Data sources and study sample
We used the Nationwide Emergency Department Sample (NEDS) (7) and the National (Nationwide) Inpatient Sample (NIS) (8) to examine ED visits and hospitalizations among adults aged 35 or older from 2006 through 2014. NEDS and NIS are part of the Healthcare Cost and Utilization Project sponsored by the Agency for Healthcare Research and Quality (AHRQ). NEDS is the largest all-payer ED database in the United States, yielding national estimates of hospital-based ED visits (7). NIS is a database of hospital inpatient stays derived from billing data submitted by hospitals to statewide data organizations across the United States (8).

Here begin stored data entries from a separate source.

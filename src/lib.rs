//! sticky-cluster - sticky process-cluster load balancer
//!
//! One master process owns the public TCP listener and a fixed pool of worker
//! processes. Every accepted connection is routed by a hash of the client's
//! IP address, so a given client always reaches the same worker, and the
//! live socket is handed to that worker over a Unix socket.
//!
//! ## Modules
//!
//! - **router**: address → worker slot hashing
//! - **cluster**: orchestrator, master event loop, worker supervision
//! - **worker**: worker runtime and connection handlers
//! - **ipc**: master ↔ worker channel with descriptor passing
//! - **config** / **logging**: options, CLI and tracing setup

#[cfg(not(unix))]
compile_error!("sticky-cluster passes sockets between processes and requires a Unix platform");

pub mod cluster;
pub mod config;
pub mod ipc;
pub mod logging;
pub mod router;
pub mod types;
pub mod worker;

pub use cluster::{ClusterMaster, ClusterOrchestrator, WorkerSupervisor};
pub use config::{Args, ClusterOptions, Config};
pub use router::slot_for;
pub use types::{ClusterError, ClusterExit, Result, WorkerSlot};
pub use worker::{ConnectionHandler, EchoHandler, WorkerContext};
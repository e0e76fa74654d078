use std::sync::OnceLock;
use chrono::Utc;
use regex::Regex;
use unicode_normalization::UnicodeNormalization;


/// Name used for an upload whose original name has no usable ASCII characters
const FALLBACK_STEM: &'static str = "photo";


/// Return the lowercased extension of the given filename, if any
pub fn extension(filename: &str) -> Option<String> {
    filename.rsplit_once('.').map(|(_, ext)| ext.to_lowercase())
}

/// Check that the extension of the given filename is one of the allowed ones (case-insensitive)
pub fn allowed_file(filename: &str, allowed_extensions: &[String]) -> bool {
    match extension(filename) {
        Some(ext) => allowed_extensions.iter().any(|allowed| allowed.to_lowercase() == ext),
        None => false,
    }
}

/// Turn a client-provided filename into a safe one : ASCII only, no path separators, no spaces,
/// only `[A-Za-z0-9_.-]` characters, and no leading or trailing dots or underscores.
/// If nothing is left of the original extension, the file is renamed `photo.<ext>`.
pub fn secure_filename(filename: &str) -> String {
    static UNSAFE_CHARS: OnceLock<Regex> = OnceLock::new();
    let unsafe_chars = UNSAFE_CHARS.get_or_init(|| Regex::new(r"[^A-Za-z0-9_.-]").unwrap());

    let ascii: String = filename.nfkd().filter(char::is_ascii).collect();
    let ascii = ascii.replace(['/', '\\'], " ");
    let joined = ascii.split_whitespace().collect::<Vec<&str>>().join("_");
    let secured = unsafe_chars.replace_all(&joined, "").trim_matches(|c: char| c == '.' || c == '_').to_string();

    match extension(filename) {
        Some(ext) if extension(&secured).as_deref() != Some(ext.as_str()) => {
            let ext = unsafe_chars.replace_all(&ext, "");
            format!("{}.{}", FALLBACK_STEM, ext)
        }
        _ => secured,
    }
}

/// Prefix the given filename with the current Unix time to avoid collisions between uploads
pub fn unique_filename(filename: &str) -> String {
    format!("{}_{}", Utc::now().timestamp(), filename)
}
#[macro_use] extern crate rocket;

use snapshelf::config::Config;
use snapshelf::regions;


#[launch]
fn rocket() -> _ {
    // Try to read the config file
    let config = Config::read_or_exit();

    // The region table is checked (and created if needed) by a fairing at ignition
    regions::build(config)
}
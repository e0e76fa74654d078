#[macro_use] extern crate rocket;

use snapshelf::config::Config;
use snapshelf::gallery;


#[launch]
async fn rocket() -> _ {
    // Try to read the config file
    let config = Config::read_or_exit();

    // Prepare the upload directory and the metadata file, or exit immediately in case of an error
    gallery::build(config).await
        .unwrap_or_else(|error| {
            eprintln!("Error : unable to prepare the photo storage : {}", error);
            std::process::exit(-1)
        })
}
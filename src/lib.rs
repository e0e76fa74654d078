#[macro_use] extern crate rocket;

pub mod config;
pub mod capture_time;
pub mod store;
pub mod query;
pub mod upload;
pub mod gallery;
pub mod db;
pub mod regions;

use std::io;
use std::path::PathBuf;
use rocket_db_pools::sqlx;


/// Generic error type used to uniformize errors across the crate
#[derive(Debug, thiserror::Error)]
pub enum Error {
    #[error("file error for \"{}\" : {}", .1.display(), .0)]
    FileError(io::Error, PathBuf),
    #[error("parser error : {0}")]
    TomlParserError(#[from] toml::de::Error),
    #[error("metadata error : {0}")]
    JsonError(#[from] serde_json::Error),
    #[error("invalid capture time \"{0}\" : {1}")]
    TimeParseError(String, chrono::ParseError),
    #[error("database error : {0}")]
    DatabaseError(#[from] sqlx::Error),
}
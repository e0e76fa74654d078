use crate::capture_time;
use crate::store::PhotoRecord;
use itertools::Itertools;
use log::warn;
use serde::ser::{Serialize, SerializeMap, Serializer};
use serde_json::{Map, Value};


/// Order of the photos returned by a query, by capture time
#[derive(Debug, Clone, Copy, PartialEq, Eq, Default)]
pub enum SortOrder {
    #[default]
    Asc,
    Desc,
}

impl SortOrder {
    /// Only `desc` sorts in descending order, any other value falls back to ascending
    pub fn from_param(param: Option<&str>) -> Self {
        match param {
            Some("desc") => SortOrder::Desc,
            _ => SortOrder::Asc,
        }
    }
}


/// Query parameters of the photos API
#[derive(FromForm, Default, Debug, Clone)]
pub struct PhotoQuery {
    pub location: Option<String>,
    pub start_time: Option<String>,
    pub end_time: Option<String>,
    pub sort_order: Option<String>,
}

/// A photo as returned by the photos API : every stored field in stored order, except the
/// internal timestamp
#[derive(Debug, PartialEq)]
pub struct PhotoView<'a>(&'a Map<String, Value>);

impl<'a> PhotoView<'a> {
    pub fn filename(&self) -> Option<&'a str> {
        self.0.get("filename").and_then(Value::as_str)
    }
}

impl<'a> From<&'a PhotoRecord> for PhotoView<'a> {
    fn from(record: &'a PhotoRecord) -> Self {
        Self(record.fields())
    }
}

impl Serialize for PhotoView<'_> {
    fn serialize<S>(&self, serializer: S) -> Result<S::Ok, S::Error>
        where S: Serializer
    {
        let fields = self.0.iter().filter(|(key, _)| key.as_str() != "timestamp");
        let mut map = serializer.serialize_map(None)?;
        for (key, value) in fields {
            map.serialize_entry(key, value)?;
        }
        map.end()
    }
}

impl PhotoQuery {

    /// Filter, sort and project the given records. Photos whose location is `unknown_location`
    /// are only matched by a location filter equal to it.
    pub fn apply<'a>(&self, records: &'a [PhotoRecord], unknown_location: &str) -> Vec<PhotoView<'a>> {
        let location = self.location.as_deref().map(|l| l.trim().to_lowercase()).unwrap_or_default();
        let unknown_location = unknown_location.to_lowercase();
        let time_range = self.time_range();

        let descending = self.sort_order() == SortOrder::Desc;
        records.iter()
            .filter(|record| location.is_empty() || matches_location(record, &location, &unknown_location))
            .filter(|record| match time_range {
                Some((start, end)) => match record.timestamp() {
                    Some(ts) => start.map_or(true, |start| ts >= start) && end.map_or(true, |end| ts <= end),
                    None => false,
                },
                None => true,
            })
            .sorted_by(|a, b| {
                let (a, b) = (a.timestamp().unwrap_or(0), b.timestamp().unwrap_or(0));
                if descending { b.cmp(&a) } else { a.cmp(&b) }
            })
            .map(PhotoView::from)
            .collect()
    }

    pub fn sort_order(&self) -> SortOrder {
        SortOrder::from_param(self.sort_order.as_deref())
    }

    /// Parse the time bounds of the query. Returns None when no bound is given, or when any
    /// given bound is malformed, in which case the time filter is skipped altogether.
    fn time_range(&self) -> Option<(Option<i64>, Option<i64>)> {
        let start = self.start_time.as_deref().filter(|s| !s.is_empty());
        let end = self.end_time.as_deref().filter(|s| !s.is_empty());
        if start.is_none() && end.is_none() {
            return None;
        }

        let parse = |bound: Option<&str>| bound.map(capture_time::parse_timestamp).transpose();
        match (parse(start), parse(end)) {
            (Ok(start), Ok(end)) => Some((start, end)),
            (Err(error), _) | (_, Err(error)) => {
                warn!("Invalid time range ({:?} - {:?}) : {}, skipping the time filter", start, end, error);
                None
            }
        }
    }

}

/// Case-insensitive substring match, except for the unknown location which must match exactly
fn matches_location(record: &PhotoRecord, location: &str, unknown_location: &str) -> bool {
    let record_location = record.location().to_lowercase();
    if record_location == unknown_location {
        location == unknown_location
    } else {
        record_location.contains(location)
    }
}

We used the International Classification of Diseases, Ninth Revision, Clinical Modification (ICD-9-CM) (9) or Clinical Classification Software (CCS) codes created by AHRQ to identify the conditions for ED visits and hospitalizations. Cerebrovascular disease was identified by using CCS codes 109, 110, 111, and 113 for NEDS and NIS.

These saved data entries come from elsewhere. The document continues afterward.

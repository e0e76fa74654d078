use std::fs::File;
use std::io::BufReader;
use std::path::Path;
use chrono::{Local, NaiveDateTime, TimeZone};
use exif::{In, Reader, Tag, Value};
use log::debug;


/// Format of the `time` field of a photo record, compatible with `<input type="datetime-local">`
pub const TIME_FORMAT: &'static str = "%Y-%m-%dT%H:%M";

/// Format of the date/time tags in EXIF metadata
pub const EXIF_TIME_FORMAT: &'static str = "%Y:%m:%d %H:%M:%S";

/// EXIF tags holding the capture time, in priority order
const CAPTURE_TIME_TAGS: [Tag; 2] = [Tag::DateTimeOriginal, Tag::DateTimeDigitized];


/// Try to read the capture time embedded in the EXIF metadata of the given image, formatted
/// with TIME_FORMAT. Returns None if the file can't be read, has no EXIF metadata, has no
/// capture time tag, or if the tag doesn't follow EXIF_TIME_FORMAT.
pub fn resolve_capture_time(path: &Path) -> Option<String> {
    debug!("Reading EXIF capture time from \"{}\"", path.display());

    let raw = match read_exif_capture_time(path) {
        Ok(Some(raw)) => raw,
        Ok(None) => {
            debug!("No \"DateTimeOriginal\" or \"DateTimeDigitized\" tag in \"{}\"", path.display());
            return None;
        }
        Err(error) => {
            debug!("Unable to read EXIF metadata from \"{}\" : {}", path.display(), error);
            return None;
        }
    };

    match NaiveDateTime::parse_from_str(&raw, EXIF_TIME_FORMAT) {
        Ok(datetime) => {
            let formatted = datetime.format(TIME_FORMAT).to_string();
            debug!("EXIF capture time of \"{}\" : {}", path.display(), formatted);
            Some(formatted)
        }
        Err(error) => {
            debug!("Unexpected EXIF time \"{}\" in \"{}\" : {}", raw, path.display(), error);
            None
        }
    }
}

/// Return the raw value of the first non-empty capture time tag found in the given file
fn read_exif_capture_time(path: &Path) -> Result<Option<String>, exif::Error> {
    let file = File::open(path)?;
    let exif = Reader::new().read_from_container(&mut BufReader::new(&file))?;

    for tag in CAPTURE_TIME_TAGS {
        if let Some(field) = exif.get_field(tag, In::PRIMARY) {
            if let Value::Ascii(ref values) = field.value {
                if let Some(value) = values.first().filter(|v| !v.is_empty()) {
                    return Ok(Some(String::from_utf8_lossy(value).trim().to_string()));
                }
            }
        }
    }
    Ok(None)
}

/// Parse a time formatted with TIME_FORMAT and return it as a Unix timestamp
pub fn parse_timestamp(time: &str) -> Result<i64, chrono::ParseError> {
    NaiveDateTime::parse_from_str(time, TIME_FORMAT).map(|datetime| to_timestamp(&datetime))
}

/// Convert a naive date/time, taken as local time, to a Unix timestamp. Ambiguous local times
/// resolve to the earliest instant, and local times skipped by a DST change are taken as UTC.
pub fn to_timestamp(datetime: &NaiveDateTime) -> i64 {
    Local.from_local_datetime(datetime)
        .earliest()
        .map(|local| local.timestamp())
        .unwrap_or_else(|| datetime.and_utc().timestamp())
}

/// Current local time, formatted with TIME_FORMAT
pub fn now_formatted() -> String {
    Local::now().format(TIME_FORMAT).to_string()
}


#[cfg(test)]
pub(crate) mod tests {
    use super::*;
    use std::path::PathBuf;
    use tempfile::{tempdir, TempDir};

    /// Build a minimal JPEG file containing only an EXIF segment with the given ASCII tags
    pub(crate) fn jpeg_with_exif(tags: &[(u16, &str)]) -> Vec<u8> {
        // Little-endian TIFF header, IFD0 at offset 8 with a single pointer to the Exif IFD
        let exif_ifd_offset: u32 = 8 + 2 + 12 + 4;
        let mut tiff: Vec<u8> = vec![b'I', b'I', 0x2a, 0x00, 8, 0, 0, 0];
        tiff.extend_from_slice(&1u16.to_le_bytes());
        tiff.extend_from_slice(&0x8769u16.to_le_bytes());
        tiff.extend_from_slice(&4u16.to_le_bytes());
        tiff.extend_from_slice(&1u32.to_le_bytes());
        tiff.extend_from_slice(&exif_ifd_offset.to_le_bytes());
        tiff.extend_from_slice(&0u32.to_le_bytes());

        // Exif IFD, with the strings stored right after it
        let mut data_offset = exif_ifd_offset + 2 + 12 * tags.len() as u32 + 4;
        let mut data: Vec<u8> = Vec::new();
        tiff.extend_from_slice(&(tags.len() as u16).to_le_bytes());
        for (tag, value) in tags {
            let mut bytes = value.as_bytes().to_vec();
            bytes.push(0);
            tiff.extend_from_slice(&tag.to_le_bytes());
            tiff.extend_from_slice(&2u16.to_le_bytes());
            tiff.extend_from_slice(&(bytes.len() as u32).to_le_bytes());
            tiff.extend_from_slice(&data_offset.to_le_bytes());
            data_offset += bytes.len() as u32;
            data.extend_from_slice(&bytes);
        }
        tiff.extend_from_slice(&0u32.to_le_bytes());
        tiff.extend_from_slice(&data);

        let mut jpeg: Vec<u8> = vec![0xff, 0xd8, 0xff, 0xe1];
        jpeg.extend_from_slice(&((2 + 6 + tiff.len()) as u16).to_be_bytes());
        jpeg.extend_from_slice(b"Exif\0\0");
        jpeg.extend_from_slice(&tiff);
        jpeg.extend_from_slice(&[0xff, 0xd9]);
        jpeg
    }

    /// Write the content to a file in a new temporary directory, removed when the returned guard is dropped
    fn write_temp(name: &str, content: &[u8]) -> (TempDir, PathBuf) {
        let dir = tempdir().unwrap();
        let path = dir.path().join(name);
        std::fs::write(&path, content).unwrap();
        (dir, path)
    }

    #[test]
    fn reads_original_capture_time() {
        let (_dir, path) = write_temp("original.jpg", &jpeg_with_exif(&[
            (0x9003, "2021:06:15 08:30:45"),
            (0x9004, "2022:01:01 00:00:00"),
        ]));
        assert_eq!(resolve_capture_time(&path), Some("2021-06-15T08:30".to_string()));
    }

    #[test]
    fn falls_back_to_digitized_time() {
        let (_dir, path) = write_temp("digitized.jpg", &jpeg_with_exif(&[(0x9004, "2019:12:31 23:59:59")]));
        assert_eq!(resolve_capture_time(&path), Some("2019-12-31T23:59".to_string()));
    }

    #[test]
    fn malformed_original_time_is_not_replaced() {
        let (_dir, path) = write_temp("malformed.jpg", &jpeg_with_exif(&[
            (0x9003, "2021-06-15 08:30:45"),
            (0x9004, "2019:12:31 23:59:59"),
        ]));
        assert_eq!(resolve_capture_time(&path), None);
    }

    #[test]
    fn unreadable_files_have_no_capture_time() {
        let (_dir, path) = write_temp("not_an_image.png", b"definitely not a png");
        assert_eq!(resolve_capture_time(&path), None);
        assert_eq!(resolve_capture_time(Path::new("/nonexistent/photo.jpg")), None);
    }

    #[test]
    fn timestamps_follow_the_time_format() {
        let datetime = NaiveDateTime::parse_from_str("2023-10-26T14:05", TIME_FORMAT).unwrap();
        assert_eq!(parse_timestamp("2023-10-26T14:05").unwrap(), to_timestamp(&datetime));
        assert_eq!(parse_timestamp("2023-10-26T14:06").unwrap() - parse_timestamp("2023-10-26T14:05").unwrap(), 60);
        assert!(parse_timestamp("2023-10-26 14:05").is_err());
        assert!(parse_timestamp("yesterday").is_err());
    }

    #[test]
    fn now_is_parseable() {
        assert!(parse_timestamp(&now_formatted()).is_ok());
    }
}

We used data from the National Vital Statistics System from 2006 to 2014 to examine mortality that derived from death certificates filed in every US state and the District of Columbia (10). The International Classification of Diseases Tenth Revision (ICD-10 codes I60–I69) (11) were used to identify either the underlying cause or the contributing cause of death as cerebrovascular disease.

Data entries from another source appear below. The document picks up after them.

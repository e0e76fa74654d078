use crate::Error;
use crate::capture_time;
use std::io;
use std::path::{Path, PathBuf};
use log::{info, warn};
use rocket::serde::{Serialize, Deserialize};
use rocket::tokio::{fs, sync::Mutex};
use serde_json::{Map, Value, ser::PrettyFormatter};


/// Time used to backfill the timestamp of a record that has no `time` field
const DEFAULT_TIME: &'static str = "2000-01-01T00:00";


/// A photo, as saved in the metadata file. The JSON object is kept as-is, in its stored key order,
/// and the known fields are read leniently : a field that is missing or of the wrong type reads
/// as empty instead of invalidating the record.
#[derive(Serialize, Deserialize, Clone, Debug, Default, PartialEq)]
#[serde(transparent)]
pub struct PhotoRecord(Map<String, Value>);

impl PhotoRecord {

    pub fn new(filename: &str, time: &str, location: &str, path: &str, timestamp: i64) -> Self {
        let mut fields = Map::new();
        fields.insert("filename".to_string(), Value::from(filename));
        fields.insert("time".to_string(), Value::from(time));
        fields.insert("location".to_string(), Value::from(location));
        fields.insert("path".to_string(), Value::from(path));
        fields.insert("timestamp".to_string(), Value::from(timestamp));
        Self(fields)
    }

    fn str_field(&self, key: &str) -> Option<&str> {
        self.0.get(key).and_then(Value::as_str)
    }

    pub fn filename(&self) -> &str {
        self.str_field("filename").unwrap_or_default()
    }

    pub fn time(&self) -> Option<&str> {
        self.str_field("time")
    }

    pub fn location(&self) -> &str {
        self.str_field("location").unwrap_or_default()
    }

    pub fn path(&self) -> &str {
        self.str_field("path").unwrap_or_default()
    }

    /// Capture time in seconds since the epoch, if the record has an integer `timestamp`
    pub fn timestamp(&self) -> Option<i64> {
        self.0.get("timestamp").and_then(Value::as_i64)
    }

    /// Every stored field, in stored order
    pub fn fields(&self) -> &Map<String, Value> {
        &self.0
    }

    pub fn fields_mut(&mut self) -> &mut Map<String, Value> {
        &mut self.0
    }

    /// Compute the timestamp from the `time` field if the record has none, using 0 if it can't be parsed
    pub fn backfill_timestamp(&mut self) {
        if !self.0.contains_key("timestamp") {
            let time = match self.0.get("time") {
                None => Some(DEFAULT_TIME),
                Some(time) => time.as_str(),
            };
            let timestamp = time.and_then(|t| capture_time::parse_timestamp(t).ok()).unwrap_or(0);
            self.0.insert("timestamp".to_string(), Value::from(timestamp));
        }
    }
}


/// Flat JSON file holding the list of every uploaded photo. The whole file is read for each
/// request and rewritten for each upload. Writes go through a temporary file renamed over the
/// metadata file, under the store's lock.
pub struct MetadataStore {
    path: PathBuf,
    write_lock: Mutex<()>,
}

impl MetadataStore {

    pub fn new<P>(path: P) -> Self
        where P: AsRef<Path>
    {
        Self {
            path: path.as_ref().to_path_buf(),
            write_lock: Mutex::new(()),
        }
    }

    pub fn path(&self) -> &Path {
        &self.path
    }

    /// Create the metadata file with an empty list if it doesn't exist yet
    pub async fn init(&self) -> Result<(), Error> {
        match fs::metadata(&self.path).await {
            Ok(_) => Ok(()),
            Err(error) if error.kind() == io::ErrorKind::NotFound => {
                info!("Creating empty metadata file \"{}\"", self.path.display());
                self.save(&[]).await
            }
            Err(error) => Err(Error::FileError(error, self.path.clone())),
        }
    }

    /// Load every record from the metadata file, backfilling missing timestamps. A file that
    /// can't be read or isn't a JSON array is reset to an empty list.
    pub async fn load(&self) -> Result<Vec<PhotoRecord>, Error> {
        if let Some(records) = self.read().await {
            return Ok(records);
        }

        // Check again under the lock, a writer may have replaced the file in the meantime
        let _guard = self.write_lock.lock().await;
        match self.read().await {
            Some(records) => Ok(records),
            None => {
                warn!("Resetting metadata file \"{}\" to an empty list", self.path.display());
                self.write(&[]).await?;
                Ok(Vec::new())
            }
        }
    }

    /// Rewrite the whole metadata file with the given records
    pub async fn save(&self, records: &[PhotoRecord]) -> Result<(), Error> {
        let _guard = self.write_lock.lock().await;
        self.write(records).await
    }

    /// Append a record at the end of the metadata file
    pub async fn append(&self, record: PhotoRecord) -> Result<(), Error> {
        let _guard = self.write_lock.lock().await;
        let mut records = match self.read().await {
            Some(records) => records,
            None => {
                warn!("Replacing invalid metadata file \"{}\"", self.path.display());
                Vec::new()
            }
        };
        records.push(record);
        self.write(&records).await
    }

    /// Read and parse the metadata file. Returns None if it is unreadable or invalid.
    async fn read(&self) -> Option<Vec<PhotoRecord>> {
        let content = match fs::read_to_string(&self.path).await {
            Ok(content) => content,
            Err(error) if error.kind() == io::ErrorKind::NotFound => return Some(Vec::new()),
            Err(error) => {
                warn!("Unable to read metadata file \"{}\" : {}", self.path.display(), error);
                return None;
            }
        };

        match serde_json::from_str::<Vec<Value>>(&content) {
            Ok(values) => Some(values.into_iter()
                .filter_map(|value| match value {
                    Value::Object(fields) => {
                        let mut record = PhotoRecord(fields);
                        record.backfill_timestamp();
                        Some(record)
                    }
                    other => {
                        warn!("Ignoring a metadata entry that is not an object : {}", other);
                        None
                    }
                })
                .collect()),
            Err(error) => {
                warn!("Invalid metadata file \"{}\" : {}", self.path.display(), error);
                None
            }
        }
    }

    /// Serialize the records with a 4-space indent into a temporary file, then move it over the
    /// metadata file. The caller must hold the write lock.
    async fn write(&self, records: &[PhotoRecord]) -> Result<(), Error> {
        let mut buffer: Vec<u8> = Vec::new();
        let mut serializer = serde_json::Serializer::with_formatter(&mut buffer, PrettyFormatter::with_indent(b"    "));
        records.serialize(&mut serializer)?;

        let mut temp_path = self.path.clone().into_os_string();
        temp_path.push(".tmp");
        let temp_path = PathBuf::from(temp_path);
        fs::write(&temp_path, buffer).await
            .map_err(|e| Error::FileError(e, temp_path.clone()))?;
        fs::rename(&temp_path, &self.path).await
            .map_err(|e| Error::FileError(e, self.path.clone()))
    }

}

Our analyses did not include transient ischemic attack (TIA) events.
For NEDS and NIS, the unit of analysis was the hospital discharge; we estimated the number of cerebrovascular disease events that occurred from 2006 through 2014. To account for the redesign of NIS in 2012, we used trend weights developed by AHRQ to make estimates comparable for data prior to 2012 (12).
Primary cerebrovascular disease events (where cerebrovascular disease was listed as the primary cause of the ED encounter or hospitalization or as the underlying cause of death) and comorbid cerebrovascular disease events (where cerebrovascular disease was listed either as a comorbid condition or as a contributing cause of death) were examined independently. We used methods developed by the Million Hearts initiative to estimate the total number of fatal and nonfatal events that occurred nationally (13). Applying these methods, we defined the mutually exclusive cerebrovascular disease events as the sum of the events calculated independently for ED visits, hospitalizations, and deaths after applying criteria to exclude double counting. We excluded ED visits where the patient died in the ED, was transferred to another hospital, or was admitted to the same hospital. We excluded hospitalizations if they were designated as elective, if the patient died in the hospital, or if the patient was transferred to another hospital. We calculated acute event rates by using intercensal population estimates as the denominators, standardized to the 2010 US population (13–15). We also derived estimates of total cerebrovascular disease events by age (35–64 y, 65–74 y, 75–84 y, and ≥85 years), sex, and region (Northeast, Midwest, South, and West). We calculated the relative percentage changes (RPCs) along with 95% confidence intervals (CIs) for event rates between 2006 and 2014, and we used Joinpoint software (version 126.96.36.199, National Cancer Institute) to conduct trend analyses based on age-standardized mutually exclusive rates from 2006 through 2014. Joinpoint regression fits a series of joined straight lines on a logarithmic scale to the trend data, and P < .05 was considered significant.
We used SAS 9.3-callable SUDAAN (RTI International) to account for the multistage, disproportionate stratified sampling design for NEDS and NIS. Because NEDS, NIS, and National Vital Statistics System data are publicly available and do not contain direct personal identifiers, this study was exempt from review by the institutional review board of the Centers for Disease Control and Prevention.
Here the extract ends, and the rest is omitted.